Victoria, Capital of British Columbia
Victoria, the Capital of British Columbia was first established in 1843 as a Hudson’s Bay Company trading post. When gold was discovered in the sandbars of the Fraser River and many of its turbulent tributaries Victoria grew almost overnight into a large town. For many years it was the capital of the crown colony of Vancouver Island and soon after this colony and British Columbia were united and the Capital of the greater territory was transferred from the mainland to Victoria. As an administrative center and an important naval and military point Victoria gained importance.
By the 1860s Johnson Street was a small collection of wooden structures that housed various businesses and a number of saloons. It was considered the “rough edge” of town where no respectable citizen would roam after dark. In the 1880’s a gentleman named William Grimm who had emigrated from Germany opened Grimm’s Carriage Factory in a wooden structure in the same location the hotel is at today. The factory continued to house various livery and stable businesses through until 1912 when William Grimm died at the age of 68. It was in this year of 1912 that Sir Charles Hayward who was born in Essex, England in 1839 and immigrated to Victoria in 1862 commissioned architects Breseman & Durfee to design and build his new hotel located at 642 Johnson Street.

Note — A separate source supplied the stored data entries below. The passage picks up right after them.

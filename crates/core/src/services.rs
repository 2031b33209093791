//! Collaborator traits: the boundary to services QueryLens consumes.
//!
//! Implementations live in `querylens-providers` (language models) and
//! `querylens-memory` (cache, feedback, catalog). Tests substitute mocks.

use crate::entity::Entity;
use crate::error::{MetadataError, ModelError};
use crate::profile::BusinessContextProfile;
use async_trait::async_trait;
use serde::{Deserialize, Serialize};
use std::time::Duration;

/// Text-in / text-out language model.
///
/// No retries are expected; callers treat any error as "use the heuristic
/// path".
#[async_trait]
pub trait LanguageModel: Send + Sync {
    /// A human-readable name (e.g. "openai", "disabled").
    fn name(&self) -> &str;

    async fn complete(&self, prompt: &str, timeout: Duration) -> Result<String, ModelError>;
}

/// Text embedding service.
#[async_trait]
pub trait EmbeddingService: Send + Sync {
    async fn embed(&self, text: &str) -> Result<Vec<f32>, ModelError>;

    /// Embed several texts. Default implementation embeds one at a time.
    async fn embed_batch(&self, texts: &[String]) -> Result<Vec<Vec<f32>>, ModelError> {
        let mut out = Vec::with_capacity(texts.len());
        for text in texts {
            out.push(self.embed(text).await?);
        }
        Ok(out)
    }

    /// Cosine similarity. Panics on mismatched lengths.
    fn cosine_similarity(&self, a: &[f32], b: &[f32]) -> f64 {
        crate::scoring::cosine_similarity(a, b)
    }
}

/// Shared in-process cache. No transactional semantics: concurrent misses
/// may recompute the same value.
pub trait CacheService: Send + Sync {
    fn get(&self, key: &str) -> Option<serde_json::Value>;

    fn set(&self, key: String, value: serde_json::Value, ttl: Duration);
}

/// Read/append store of per-key validation outcomes.
#[async_trait]
pub trait FeedbackRepository: Send + Sync {
    /// Rolling score for `key`, `None` when nothing was recorded yet.
    async fn threshold_feedback_score(&self, key: &str) -> Option<f64>;

    async fn record_threshold_feedback(&self, key: &str, score: f64);
}

/// Read-only lookups against the business catalog.
#[async_trait]
pub trait MetadataService: Send + Sync {
    async fn find_relevant_tables(
        &self,
        profile: &BusinessContextProfile,
        top_k: usize,
    ) -> Result<Vec<TableInfo>, MetadataError>;

    async fn find_relevant_columns(
        &self,
        table_ids: &[String],
        profile: &BusinessContextProfile,
    ) -> Result<Vec<ColumnInfo>, MetadataError>;

    async fn find_relevant_glossary_terms(
        &self,
        terms: &[String],
    ) -> Result<Vec<GlossaryTerm>, MetadataError>;

    /// Worked question/SQL examples. Catalogs without examples return none.
    async fn find_query_examples(
        &self,
        _profile: &BusinessContextProfile,
        _top_k: usize,
    ) -> Result<Vec<QueryExample>, MetadataError> {
        Ok(Vec::new())
    }

    /// Business rules that apply to the profile's domain.
    async fn find_business_rules(
        &self,
        _profile: &BusinessContextProfile,
    ) -> Result<Vec<BusinessRule>, MetadataError> {
        Ok(Vec::new())
    }
}

/// Maps an extracted entity onto a concrete table/column.
#[async_trait]
pub trait SchemaLinker: Send + Sync {
    async fn link(&self, entity: &Entity) -> Result<Option<SchemaLink>, MetadataError>;
}

/// Fuzzy lookup of a word against the business dictionary.
pub trait TermSimilarity: Send + Sync {
    fn best_match(&self, word: &str) -> Option<TermMatch>;
}

// ── Catalog records ───────────────────────────────────────────────────────

#[derive(Debug, Clone, PartialEq, Serialize, Deserialize)]
pub struct TableInfo {
    pub id: String,
    pub name: String,
    #[serde(default)]
    pub description: String,
    #[serde(default, skip_serializing_if = "Option::is_none")]
    pub domain: Option<String>,
    #[serde(default)]
    pub business_purpose: String,
    /// Relevance to the question in [0, 1], set by lookups.
    #[serde(default)]
    pub relevance: f64,
}

#[derive(Debug, Clone, PartialEq, Serialize, Deserialize)]
pub struct ColumnInfo {
    pub table_id: String,
    pub name: String,
    #[serde(default)]
    pub data_type: String,
    #[serde(default)]
    pub description: String,
    #[serde(default)]
    pub relevance: f64,
}

#[derive(Debug, Clone, PartialEq, Serialize, Deserialize)]
pub struct GlossaryTerm {
    pub term: String,
    pub definition: String,
    #[serde(default, skip_serializing_if = "Option::is_none")]
    pub domain: Option<String>,
    #[serde(default)]
    pub synonyms: Vec<String>,
}

#[derive(Debug, Clone, PartialEq, Serialize, Deserialize)]
pub struct QueryExample {
    pub question: String,
    pub sql: String,
    #[serde(default, skip_serializing_if = "Option::is_none")]
    pub intent: Option<crate::intent::IntentType>,
    #[serde(default)]
    pub relevance: f64,
}

#[derive(Debug, Clone, PartialEq, Serialize, Deserialize)]
pub struct BusinessRule {
    pub name: String,
    pub description: String,
    #[serde(default, skip_serializing_if = "Option::is_none")]
    pub domain: Option<String>,
}

#[derive(Debug, Clone, PartialEq, Serialize, Deserialize)]
pub struct SchemaLink {
    pub table: String,
    #[serde(default, skip_serializing_if = "Option::is_none")]
    pub column: Option<String>,
}

#[derive(Debug, Clone, PartialEq)]
pub struct TermMatch {
    /// Dictionary term that matched.
    pub term: String,
    /// Similarity in [0, 1].
    pub similarity: f64,
}

#[cfg(test)]
mod tests {
    use super::*;

    struct FixedEmbedder;

    #[async_trait]
    impl EmbeddingService for FixedEmbedder {
        async fn embed(&self, text: &str) -> Result<Vec<f32>, ModelError> {
            Ok(vec![text.len() as f32, 1.0])
        }
    }

    #[tokio::test]
    async fn default_batch_embeds_each_text() {
        let e = FixedEmbedder;
        let out = e.embed_batch(&["ab".into(), "abcd".into()]).await.unwrap();
        assert_eq!(out, vec![vec![2.0, 1.0], vec![4.0, 1.0]]);
        assert!((e.cosine_similarity(&out[0], &out[0]) - 1.0).abs() < 1e-9);
    }

    #[test]
    fn table_info_deserializes_with_defaults() {
        let t: TableInfo = serde_json::from_str(r#"{"id":"t1","name":"deposits"}"#).unwrap();
        assert_eq!(t.name, "deposits");
        assert!(t.domain.is_none());
        assert_eq!(t.relevance, 0.0);
    }
}
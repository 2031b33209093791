//! Context categories and token-counting content types.

use serde::{Deserialize, Serialize};
use std::fmt;

/// A category of supporting context in the final prompt.
#[derive(Debug, Clone, Copy, PartialEq, Eq, Hash, PartialOrd, Ord, Serialize, Deserialize)]
#[serde(rename_all = "snake_case")]
pub enum ContextCategory {
    Schema,
    BusinessContext,
    Examples,
    Rules,
    Glossary,
}

impl ContextCategory {
    /// Allocation order used by the budget manager.
    pub const ALL: [ContextCategory; 5] = [
        ContextCategory::Schema,
        ContextCategory::BusinessContext,
        ContextCategory::Examples,
        ContextCategory::Rules,
        ContextCategory::Glossary,
    ];

    pub fn as_str(&self) -> &'static str {
        match self {
            Self::Schema => "schema",
            Self::BusinessContext => "business_context",
            Self::Examples => "examples",
            Self::Rules => "rules",
            Self::Glossary => "glossary",
        }
    }

    /// Section header used in the rendered prompt.
    pub fn header(&self) -> &'static str {
        match self {
            Self::Schema => "## Database Schema",
            Self::BusinessContext => "## Business Context",
            Self::Examples => "## Example Queries",
            Self::Rules => "## Business Rules",
            Self::Glossary => "## Glossary",
        }
    }

    /// Content type used when counting this category's tokens.
    pub fn content_type(&self) -> ContentType {
        match self {
            Self::Schema => ContentType::Schema,
            Self::BusinessContext => ContentType::Business,
            Self::Examples => ContentType::Examples,
            Self::Rules => ContentType::Rules,
            Self::Glossary => ContentType::Glossary,
        }
    }
}

impl fmt::Display for ContextCategory {
    fn fmt(&self, f: &mut fmt::Formatter<'_>) -> fmt::Result {
        f.write_str(self.as_str())
    }
}

/// Kind of text being counted; each has a fixed token multiplier.
#[derive(Debug, Clone, Copy, PartialEq, Eq, Hash, Serialize, Deserialize)]
#[serde(rename_all = "snake_case")]
pub enum ContentType {
    Sql,
    Json,
    Schema,
    Examples,
    Rules,
    Business,
    Glossary,
    Text,
}

impl ContentType {
    pub fn multiplier(&self) -> f64 {
        match self {
            Self::Sql => 1.3,
            Self::Json => 1.2,
            Self::Schema => 1.1,
            Self::Examples => 1.15,
            Self::Rules => 1.05,
            Self::Business | Self::Glossary | Self::Text => 1.0,
        }
    }
}

#[cfg(test)]
mod tests {
    use super::*;

    #[test]
    fn categories_map_to_content_types() {
        assert_eq!(ContextCategory::Schema.content_type(), ContentType::Schema);
        assert_eq!(ContextCategory::Examples.content_type().multiplier(), 1.15);
        assert_eq!(ContentType::Sql.multiplier(), 1.3);
    }

    #[test]
    fn headers_are_markdown() {
        for c in ContextCategory::ALL {
            assert!(c.header().starts_with("## "));
        }
    }
}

From wood structures to magnificient hotel buildings
The old wooden building was torn down so that the new tan brick and white terracotta building could be constructed during the pre World War I building boom. This time period saw a number of new and magnificent buildings constructed such as the Prince George Hotel (became the Douglas Hotel in 1918, and is known as the Hotel Rialto today), the Belmont Office Building (home to the restaurant Pescatores), the Strathcona Hotel, and the Royal Theatre.
The hotel was to be named the Carlton Hotel but at the last minute the name was changed to the Saint James Hotel. The building took two years to complete and was first entered into the 1914 City of Victoria Directory. At this point in time the hotel only took up half of Johnson Street between Douglas and Broad. The Saint James Hotel lasted from 1914 to 1954 when the name changed to the Olympic Hotel and then to the Royal Olympic Hotel. The hotel offered 50 rooms and there was an air of optimism with the anticipation of a convention centre opening in the down town core which sadly never materialized. Rates were as low as $3.50 at this time!
The building reborn from its ashes
In the early 1970’s there was a terrible fire in the building that started when a guest that was smoking somehow lit his pillow on fire with his cigarette. The entire inside of the building was ruined from floors 2 to 7 with water and fire damage. It was then purchased by John Perri and Bill Wellburn in 1976. These two gutted the entire hotel down to the four exterior walls and floor slabs, and then rebuilt 48 rooms. In 1981 they expanded the hotel to include the building to the west of the hotel at the corner of Broad and Johnson Street. The hotel became part of the Best Western in 1983 and at that time changed its name to The Best Western Olympic Hotel. In 1987 after a struggle with recession and high interest rates the hotel was sold off one more time and the name changed to the Best Western Carlton Plaza!